Dubai: Gulf investors are involved in relatively less risky infrastructure investment projects in Africa such as telecommunications, shipping and electric power generation including renewables, according to a recent study by Dubai Chamber and Economist Intelligence Unit (EIU).

The Gulf’s interest in investing in telecoms started with Zain of Kuwait and Etisalat entering the African market in 2005. This interest is largely a result of the sector’s relatively low risks compared with other infrastructure areas.

In transport, Gulf investors are most heavily involved in ports, followed to a lesser extent, by airport and road construction and aviation. A landmark investment was DP World’s decision to manage the Doraleh Container Terminal in Djibouti. DP World went on to invest in ports in Algeria, Egypt, Senegal and Mozambique, providing the company coverage across the continent, whilst at the same time boosting the integration of African economies into global trade.

Gulf power companies have growing interest in Africa, and the first mover was Mubadala, which took a 25 per cent stake in the development of a power plant in Algeria in 2006. Today three big players, ACWA Power (Saudi Arabia), TAQA (Abu Dhabi) and QEWC (Qatar) have projects in Africa.

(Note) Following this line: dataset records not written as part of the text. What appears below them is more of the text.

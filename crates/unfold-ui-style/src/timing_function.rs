//! Transition timing functions (CSS easing keywords).

use std::fmt;
use std::str::FromStr;

/// Easing curve named in a transition declaration.
#[derive(Debug, Clone, Copy, PartialEq, Default)]
pub enum TimingFunction {
    /// `cubic-bezier(0.25, 0.1, 0.25, 1)`.
    #[default]
    Ease,
    Linear,
    EaseIn,
    EaseOut,
    EaseInOut,
    StepStart,
    StepEnd,
    /// Control points `x1, y1, x2, y2`; x values lie in `[0, 1]`.
    CubicBezier(f32, f32, f32, f32),
}

/// Default easing for collapse transitions.
pub const DEFAULT_TIMING_FUNCTION: TimingFunction = TimingFunction::Ease;

impl TimingFunction {
    /// Maps linear progress in `[0, 1]` to eased progress.
    pub fn transform(&self, fraction: f32) -> f32 {
        match *self {
            TimingFunction::Linear => fraction.clamp(0.0, 1.0),
            TimingFunction::Ease => cubic_bezier(0.25, 0.1, 0.25, 1.0, fraction),
            TimingFunction::EaseIn => cubic_bezier(0.42, 0.0, 1.0, 1.0, fraction),
            TimingFunction::EaseOut => cubic_bezier(0.0, 0.0, 0.58, 1.0, fraction),
            TimingFunction::EaseInOut => cubic_bezier(0.42, 0.0, 0.58, 1.0, fraction),
            TimingFunction::StepStart => {
                if fraction > 0.0 {
                    1.0
                } else {
                    0.0
                }
            }
            TimingFunction::StepEnd => {
                if fraction >= 1.0 {
                    1.0
                } else {
                    0.0
                }
            }
            TimingFunction::CubicBezier(x1, y1, x2, y2) => cubic_bezier(x1, y1, x2, y2, fraction),
        }
    }
}

impl fmt::Display for TimingFunction {
    fn fmt(&self, f: &mut fmt::Formatter<'_>) -> fmt::Result {
        match self {
            TimingFunction::Ease => f.write_str("ease"),
            TimingFunction::Linear => f.write_str("linear"),
            TimingFunction::EaseIn => f.write_str("ease-in"),
            TimingFunction::EaseOut => f.write_str("ease-out"),
            TimingFunction::EaseInOut => f.write_str("ease-in-out"),
            TimingFunction::StepStart => f.write_str("step-start"),
            TimingFunction::StepEnd => f.write_str("step-end"),
            TimingFunction::CubicBezier(x1, y1, x2, y2) => {
                write!(f, "cubic-bezier({x1}, {y1}, {x2}, {y2})")
            }
        }
    }
}

/// Error returned when a timing function string cannot be parsed.
#[derive(Debug, Clone, PartialEq, Eq)]
pub struct ParseTimingFunctionError {
    input: String,
}

impl ParseTimingFunctionError {
    fn new(input: &str) -> Self {
        Self {
            input: input.to_owned(),
        }
    }

    pub fn input(&self) -> &str {
        &self.input
    }
}

impl fmt::Display for ParseTimingFunctionError {
    fn fmt(&self, f: &mut fmt::Formatter<'_>) -> fmt::Result {
        write!(f, "invalid transition timing function `{}`", self.input)
    }
}

impl std::error::Error for ParseTimingFunctionError {}

impl FromStr for TimingFunction {
    type Err = ParseTimingFunctionError;

    fn from_str(input: &str) -> Result<Self, Self::Err> {
        let trimmed = input.trim();
        let keyword = trimmed.to_ascii_lowercase();
        match keyword.as_str() {
            "ease" => return Ok(TimingFunction::Ease),
            "linear" => return Ok(TimingFunction::Linear),
            "ease-in" => return Ok(TimingFunction::EaseIn),
            "ease-out" => return Ok(TimingFunction::EaseOut),
            "ease-in-out" => return Ok(TimingFunction::EaseInOut),
            "step-start" => return Ok(TimingFunction::StepStart),
            "step-end" => return Ok(TimingFunction::StepEnd),
            _ => {}
        }

        let args = keyword
            .strip_prefix("cubic-bezier(")
            .and_then(|rest| rest.strip_suffix(')'))
            .ok_or_else(|| ParseTimingFunctionError::new(input))?;
        let points = args
            .split(',')
            .map(|part| part.trim().parse::<f32>())
            .collect::<Result<Vec<_>, _>>()
            .map_err(|_| ParseTimingFunctionError::new(input))?;
        match points.as_slice() {
            &[x1, y1, x2, y2]
                if (0.0..=1.0).contains(&x1)
                    && (0.0..=1.0).contains(&x2)
                    && y1.is_finite()
                    && y2.is_finite() =>
            {
                Ok(TimingFunction::CubicBezier(x1, y1, x2, y2))
            }
            _ => Err(ParseTimingFunctionError::new(input)),
        }
    }
}

/// Solves the bezier curve for `fraction` along x and returns y.
fn cubic_bezier(x1: f32, y1: f32, x2: f32, y2: f32, fraction: f32) -> f32 {
    if fraction <= 0.0 {
        return 0.0;
    }
    if fraction >= 1.0 {
        return 1.0;
    }

    let cx = 3.0 * x1;
    let bx = 3.0 * (x2 - x1) - cx;
    let ax = 1.0 - cx - bx;

    let cy = 3.0 * y1;
    let by = 3.0 * (y2 - y1) - cy;
    let ay = 1.0 - cy - by;

    let sample = |a: f32, b: f32, c: f32, t: f32| ((a * t + b) * t + c) * t;
    let slope = |a: f32, b: f32, c: f32, t: f32| (3.0 * a * t + 2.0 * b) * t + c;

    // Newton-Raphson first, bisection when the slope flattens out.
    let mut t = fraction;
    let mut solved = false;
    for _ in 0..8 {
        let error = sample(ax, bx, cx, t) - fraction;
        if error.abs() < 1e-6 {
            solved = true;
            break;
        }
        let derivative = slope(ax, bx, cx, t);
        if derivative.abs() < 1e-6 {
            break;
        }
        t = (t - error / derivative).clamp(0.0, 1.0);
    }

    if !solved {
        let (mut low, mut high) = (0.0f32, 1.0f32);
        t = fraction;
        for _ in 0..16 {
            let delta = sample(ax, bx, cx, t) - fraction;
            if delta.abs() < 1e-6 {
                break;
            }
            if delta > 0.0 {
                high = t;
            } else {
                low = t;
            }
            t = 0.5 * (low + high);
        }
    }

    sample(ay, by, cy, t)
}

#[cfg(test)]
#[path = "tests/timing_function_tests.rs"]
mod tests;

The study notes that Gulf investors are facing and will continue to face a number of challenges which affect the investment decision in Africa especially when it comes to infrastructure, according to a report by Dubai Chamber and EIU.

While Africa continues to present a host of geopolitical risks, investors in the region are likely to face number of operational problems, non-honouring of contracts, currency volatility and change of government and policies.

The study said Gulf investors particularly in sovereign wealth funds, which have done few major deals in Africa, could play a bigger role.

One way to better manage risk is through joint investment with global actors such as development banks and multilateral agencies. African governments already partner with international institutions such as the African Development Bank or the International Finance Corporation, and investors have other options to protect themselves. The Multilateral Investment Guarantee Agency (Miga), a member of the World Bank Group, offers political risk insurance in all countries eligible for World Bank assistance.

Moreover, a growing number of African states have ratified bilateral investment treaties (Bits) that provide investor protection and commit governments to an independent tribunal in the event of a dispute. As more of these agreements are signed, such as the one between Qatar and Kenya in May 2014, Gulf investors can feel more comfortable about managing investment risk on the continent.